La startup israélienne Sirin Labs souhaite financer un « smartphone blockchain ». Derrière ce projet pas forcément viable, se cache l’enjeu de l’adoption grand public de l’écosystème d’applications qui émerge autour d’Ethereum et d’autres crypto-monnaies. Le 16 mai 2018, HTC a également annoncé un smartphone « blockchain ».

Mise à jour du 11 juillet 2018 : ajout des précisions sur le smartphone de HTC et de la campagne de communication de Sirin avec Lionel Messi. Sirin ne vend d’ailleurs son Finney que par une levée de fonds en cryptomonnaie.

Sirin Labs est une de ces startups à laisser perplexe. Constituée d’Israéliens, basée en Suisse et présidée par un Kazakh (d’ailleurs, la tech fleurit au Kazakhstan), la startup a pour principal fait d’armes d’avoir sorti en 2016 un appareil à 14 000 dollars (sic).
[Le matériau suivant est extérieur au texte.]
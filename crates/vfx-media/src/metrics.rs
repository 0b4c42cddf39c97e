//! Transcode worker metrics.
//!
//! Recorded through the `metrics` facade; nothing is exported unless the host
//! installs a recorder.

use metrics::{counter, histogram};

/// Metric name constants for consistency.
pub mod names {
    /// Workers spawned by engine.
    pub const WORKERS_SPAWNED_TOTAL: &str = "vfx_workers_spawned_total";

    /// Executed commands by stage and outcome.
    pub const COMMANDS_TOTAL: &str = "vfx_worker_commands_total";

    /// Command wall time in seconds by stage.
    pub const COMMAND_SECONDS: &str = "vfx_worker_command_seconds";

    /// Rasterized overlay frames.
    pub const FRAMES_RASTERIZED_TOTAL: &str = "vfx_frames_rasterized_total";
}

/// Record a spawned worker.
pub fn record_worker_spawned(engine: &str) {
    counter!(
        names::WORKERS_SPAWNED_TOTAL,
        "engine" => engine.to_string()
    )
    .increment(1);
}

/// Record a finished command.
pub fn record_command(stage: &str, outcome: &str, seconds: f64) {
    counter!(
        names::COMMANDS_TOTAL,
        "stage" => stage.to_string(),
        "outcome" => outcome.to_string()
    )
    .increment(1);

    histogram!(
        names::COMMAND_SECONDS,
        "stage" => stage.to_string()
    )
    .record(seconds);
}

/// Record rasterized frames.
pub fn record_frames_rasterized(count: u64) {
    counter!(names::FRAMES_RASTERIZED_TOTAL).increment(count);
}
Le Solarin, ce device « ultra-sécurisé » sous Android 5.1 (re-sic), avait fait dire à The Verge que « le pire avec ce téléphone n’est pas son prix, mais l’arrogance de ses concepteurs ». Il s’en est vendu 750 exemplaires en neuf mois, et la boîte a licencié un tiers de ses effectifs.

Autant dire que si on s’intéresse à l’initiative de Sirin, c’est moins pour son sérieux commercial que pour le concept qu’il y a derrière — d’autant que HTC a repris l’idée pour un projet nommé Exodus, qui nous laisse tout autant perplexe. Côté Sirin, c’est un « smartphone blockchain » portant le nom de Finney, ambitieusement pris à l’un des pionniers du Bitcoin, décédé en 2014 et parrainé pour l’anecdote par Lionel Messi. Doté de ses propres système d’exploitation, crypto-monnaie et app store décentralisé, l’appareil de Sirin aspire à populariser les écosystèmes prometteurs, mais obscurs, qui se développent autour des blockchains en général et d’Ethereum en particulier.

sirin_finney_smartphone

Le monde des startups éthérées

Comme nous l’expliquions dans nos guides sur les crypto-monnaies, la blockchain Ethereum est, grâce à ses « contrats intelligents », à la source de tout un écosystème d’applications décentralisées (les Ðapp) qui ne sont régies que par du code. L’exemple typique est celui d’une Ðapp de VTC qui permettrait d’appeler un chauffeur et de le payer sans verser de commission à un Uber quelconque.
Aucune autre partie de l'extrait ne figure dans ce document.